MALVEAUX: Excesses of our current judicial system? I think that that's an overstatement, and I think that lets you know where some folks are coming from. Our judicial system has been carefully constructed to provide people with protections. The notion of taking people offshore, to military tribunal with rules is chilling, and who will these people be? Will they simply be terrorists, or will they be other United States citizens. Given the excessive eavesdropping, laws that Mr. Ashcroft has pushed through, and given the circumvention of Congress, I think we all ought to be very nervous and very deliberate about this.
ZAHN: Rich, are you comfortable with the ability for the government to listening in on conversation between lawyers and their clients?
LOWRY: Yes, I think in extraordinary circumstances, yes, if there's evidence that suggests that a suspect is using his attorney- client privilege to communicate with the terrorist cell, and to plan another attack or somehow spread dangerous information, he should be monitored.
And let me go back to the tribunal here.
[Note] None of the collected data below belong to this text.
// Written in 2014 by Andrew Poelstra <apoelstra@wpsoftware.net>
// SPDX-License-Identifier: CC0-1.0

//! I/O abstraction.
//!
//! The teacher crate (`bitcoincash`) re-exports its own `Read`/`Write`
//! so that `no_std` builds can swap in `core2`'s equivalents. This crate
//! does not carry `no_std` support (see `DESIGN.md`), so the shim simply
//! re-exports `std::io`; it still exists as its own module so that every
//! other module reaches for `crate::io::{Read, Write}` rather than
//! `std::io` directly, keeping the indirection point the teacher's layout
//! put it at.

pub use std::io::{Cursor, Error, ErrorKind, Read, Result, Write};
extern crate bitcoincash_script_op;
extern crate honggfuzz;

use bitcoincash_script_op::blockdata::script::{Minimal, Operation};
use honggfuzz::fuzz;

fn do_test(data: &[u8]) {
    if let Some(op) = Operation::from_data(data.to_vec(), Minimal::No) {
        let text = op.to_mnemonic(0);
        let reparsed: Operation = text.parse().expect("to_mnemonic's own output must parse");
        assert_eq!(reparsed, op);
    }
}

fn main() {
    loop {
        fuzz!(|data| {
            do_test(data);
        });
    }
}
// Written in 2014 by Andrew Poelstra <apoelstra@wpsoftware.net>
// SPDX-License-Identifier: CC0-1.0

//! Blockdata.
//!
//! Mirrors `bitcoincash::blockdata`'s module split between `opcodes` (the
//! classifier) and `script` (the codec that uses it). The sibling
//! `transaction`/`block`/`token` modules that would normally live here are
//! out of scope for this crate.

pub mod opcodes;
pub mod script;
// Written in 2014 by Andrew Poelstra <apoelstra@wpsoftware.net>
// SPDX-License-Identifier: CC0-1.0

//! Consensus-critical encoding.
//!
//! This mirrors the shape of `bitcoincash::consensus`: a small,
//! independent module that defines *how bytes round-trip*, kept separate
//! from the types (`Opcode`, `Operation`) that use it. Everything a
//! consensus-critical type needs to serialize itself goes through the
//! [`Encodable`] / [`Decodable`] traits defined in [`encode`].

pub mod encode;

pub use self::encode::{deserialize, deserialize_partial, serialize, Decodable, Encodable, Error};
//! The read/write contract shared by resource files and tables.

use std::{
    fs::File,
    io::{BufRead, BufReader, BufWriter, Cursor, Write},
    path::Path,
};

use crate::error::Error;

/// Moves one message file between disk and its in-memory form.
///
/// Implementors only supply [`from_reader`](Parser::from_reader) and
/// [`to_writer`](Parser::to_writer). Both formats override
/// [`read_from`](Parser::read_from) to decode byte order marks and to name
/// the file in record errors.
///
/// # Example
///
/// ```rust
/// use i18nconv::{formats::TableFormat, traits::Parser};
///
/// let table = TableFormat::from_str("Key,en,fr\ngreeting,Hello,Bonjour\n")?;
/// assert_eq!(table.languages, ["en", "fr"]);
/// assert_eq!(table.render()?, "Key,en,fr\ngreeting,Hello,Bonjour\n");
/// # Ok::<(), i18nconv::Error>(())
/// ```
pub trait Parser {
    /// Parses everything `reader` yields.
    fn from_reader<R: BufRead>(reader: R) -> Result<Self, Error>
    where
        Self: Sized;

    fn from_str(s: &str) -> Result<Self, Error>
    where
        Self: Sized,
    {
        Self::from_reader(Cursor::new(s))
    }

    /// Opens and parses the file at `path` as raw UTF-8.
    fn read_from<P: AsRef<Path>>(path: P) -> Result<Self, Error>
    where
        Self: Sized,
    {
        let file = File::open(path)?;
        Self::from_reader(BufReader::new(file))
    }

    /// Serializes into `writer` and flushes it.
    fn to_writer<W: Write>(&self, writer: W) -> Result<(), Error>;

    /// Serializes into a `String`, as the file would read.
    fn render(&self) -> Result<String, Error> {
        let mut buffer = Vec::new();
        self.to_writer(&mut buffer)?;
        String::from_utf8(buffer)
            .map_err(|e| Error::Io(std::io::Error::new(std::io::ErrorKind::InvalidData, e)))
    }

    /// Creates or truncates the file at `path` and serializes into it.
    fn write_to<P: AsRef<Path>>(&self, path: P) -> Result<(), Error> {
        let file = File::create(path)?;
        self.to_writer(BufWriter::new(file))
    }
}
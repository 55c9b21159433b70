use tracing::Level;

/// Maps the number of `-v` flags to a log level. Warnings are always shown.
pub fn level_for(verbosity: u8) -> Level {
    match verbosity {
        0 => Level::WARN,
        1 => Level::INFO,
        2 => Level::DEBUG,
        _ => Level::TRACE,
    }
}

/// Installs the global subscriber. Logs go to stderr without timestamps so
/// they do not mix with anything a caller pipes from stdout.
pub fn init(verbosity: u8) {
    tracing_subscriber::fmt()
        .with_max_level(level_for(verbosity))
        .with_writer(std::io::stderr)
        .with_target(false)
        .without_time()
        .init();
}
Osama bin Laden should not be read his Miranda rights. He shouldn't benefit from the exclusionary rule, and the fact is that first World Trade Center bombing trials were a disaster. We revealed intelligence sources that may have helped the terrorists determine how we were monitoring them, and they also gave the terrorists important information on how to succeed when they tried to knock down the Trade Centers the next time, which is what they did on September 11th.
ZAHN: Julianne, do you acknowledge just that, that through that process that Rich just said was a disaster so that some of the critical information was leaked out the terrorists and actually give them more currency to do that when pulled off.
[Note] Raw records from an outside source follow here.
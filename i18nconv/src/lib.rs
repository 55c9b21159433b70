#![forbid(unsafe_code)]
//! Conversion between per-language `.properties` message files and a single
//! multi-language CSV table.
//!
//! A directory of `<prefix>_<language>.properties` files becomes one
//! `uiMessages.csv` with a column per language; a table becomes one
//! `uiMessages_<language>.properties` per column. Both directions go through
//! the shared [`MessageTable`].
//!
//! # Quick Start
//!
//! ```rust,no_run
//! use i18nconv::{Config, KeyOrder, run};
//!
//! // Directory of resource files to ./uiMessages.csv
//! run(&Config::new("./resources"))?;
//!
//! // Table back to ./out/uiMessages_<language>.properties, sorted by key
//! run(&Config::new("uiMessages.csv")
//!     .with_output_dir("./out")
//!     .with_key_order(KeyOrder::Sorted))?;
//! # Ok::<(), i18nconv::Error>(())
//! ```
//!
//! # Formats
//!
//! - **Resource file**: `key=value` per line, blank lines and `#` comments ignored.
//! - **Table**: header `Key,<lang1>,<lang2>,...`, then `key,<value1>,<value2>,...`.
//!
//! Neither format escapes its delimiters: a value cannot contain `=` in a
//! resource file, and a comma inside a table value shifts the columns.

pub mod collect;
pub mod config;
pub mod converter;
pub mod error;
pub mod formats;
pub mod table;
pub mod traits;

// Re-export most used types for easy consumption
pub use crate::{
    collect::{ResourceFile, collect_resource_files},
    config::Config,
    converter::{Direction, Report, resources_to_table, run, table_to_resources},
    error::Error,
    formats::FormatType,
    table::{KeyOrder, MessageTable},
};
//! All error types for the i18nconv crate.
//!
//! These are returned from all fallible operations (directory scanning, parsing,
//! serialization, conversion). Every error aborts the run it occurred in.

use std::path::PathBuf;

use thiserror::Error;

#[derive(Error, Debug)]
pub enum Error {
    #[error("I/O error: {0}")]
    Io(#[from] std::io::Error),

    #[error("directory walk error: {0}")]
    Walk(#[from] walkdir::Error),

    #[error("CSV parse error: {0}")]
    CsvParse(#[from] csv::Error),

    #[error("no .properties files found in the input directory {}", .dir.display())]
    NoInputFiles { dir: PathBuf },

    #[error(
        "expected 2 parts from split with \"_\" in the file name: {}, found {segments}",
        .path.display()
    )]
    MalformedFilename { path: PathBuf, segments: usize },

    #[error("{}: expected 2 parts found {parts} on line {line}", .path.display())]
    MalformedRecord {
        path: PathBuf,
        line: usize,
        parts: usize,
    },

    #[error("malformed table: {0}")]
    MalformedTable(String),

    #[error("missing translation for key `{key}` in language `{language}`")]
    MissingTranslation { key: String, language: String },
}

impl Error {
    /// Creates a new malformed table error.
    pub fn malformed_table(message: impl Into<String>) -> Self {
        Error::MalformedTable(message.into())
    }

    /// Replaces the source path of a [`Error::MalformedRecord`].
    ///
    /// Parsers working on an in-memory reader do not know which file they are
    /// reading; callers that do attach the path afterwards.
    pub fn with_path(self, source: impl Into<PathBuf>) -> Self {
        match self {
            Error::MalformedRecord { line, parts, .. } => Error::MalformedRecord {
                path: source.into(),
                line,
                parts,
            },
            other => other,
        }
    }
}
MALVEAUX: I think Rich is exaggerated when he says I want someone to read to Osama bin Laden "you have a right to remain silent. I mean, that's silly, and he knows it. At the same time, I think those terrorists trials slow we could make our system work they were convicted.
ZAHN: Hang on. You are not addressing my question of this information that came out of the World Trade Center bombing trial.
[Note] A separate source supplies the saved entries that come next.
//! File formats handled by i18nconv.
//!
//! - [`properties`]: one `key=value` resource file per language.
//! - [`csv`]: one comma-separated table with a column per language.

pub mod csv;
pub mod properties;

use std::{fs::File, io::Read, path::Path};

use crate::error::Error;

// Reexporting the formats for easier access
pub use self::csv::Format as TableFormat;
pub use properties::Format as PropertiesFormat;

/// Extension shared by every resource file.
const PROPERTIES_EXTENSION: &str = "properties";

/// Extension of the table file.
const TABLE_EXTENSION: &str = "csv";

/// The two formats the converter moves between.
#[derive(Debug, Clone, Copy, PartialEq, Eq)]
pub enum FormatType {
    Properties,
    Table,
}

impl FormatType {
    pub fn extension(&self) -> &'static str {
        match self {
            FormatType::Properties => PROPERTIES_EXTENSION,
            FormatType::Table => TABLE_EXTENSION,
        }
    }
}

impl std::fmt::Display for FormatType {
    fn fmt(&self, f: &mut std::fmt::Formatter<'_>) -> std::fmt::Result {
        match self {
            FormatType::Properties => write!(f, "Properties"),
            FormatType::Table => write!(f, "Table"),
        }
    }
}

/// Reads a whole file into a UTF-8 string.
///
/// A byte order mark selects the encoding (UTF-8 or UTF-16) and is stripped;
/// without one the content passes through as UTF-8.
pub(crate) fn read_decoded<P: AsRef<Path>>(path: P) -> Result<String, Error> {
    let file = File::open(path).map_err(Error::Io)?;
    let mut decoder = encoding_rs_io::DecodeReaderBytesBuilder::new()
        .bom_override(true)
        .build(file);

    let mut decoded = String::new();
    decoder.read_to_string(&mut decoded).map_err(Error::Io)?;
    Ok(decoded)
}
MALVEAUX: I think that there are ways that some information could be shielded, and I would certainly support that, but I think that in many, many cases, it's not necessary to have military tribunals.
LOWRY: Look, Osama bin Laden does not deserve the rights and protections of a U.S. citizen. And even the fiercest opponents..
(CROSSTALK)
LOWRY: Yes, you are, yes, you are. Even the fiercest critics...
MALVEAUX: We're talking about 5,000 people being questioned, We are talking about thousands people being detained. We're talking about the word "terrorist" being used any kind of way. Don't try to put bin Laden on my back. I'm not talking about protecting him.
LOWRY: If I can get a word in edgewise here.
ZAHN: All right, you're going to have to get the final word, because I've got to take a commercial break.
MALVEAUX: Even the fiercest critics of this idea, like Bill Sapphire, acknowledge the administration is promulgating it with Osama bin Laden in mind. We have no guarantee that we can kill him. We just might capture her -- him, or he might surrender, and we have to have some system in place to deal with that eventuality.
ZAHN: All right, you two, we've got to leave it there.
Julianne Malveaux, always good to have you with us Sound-Off.
MALVEAUX: Thanks, Paula.
ZAHN: Rich Lowry, you as well. Have a good weekend, you two.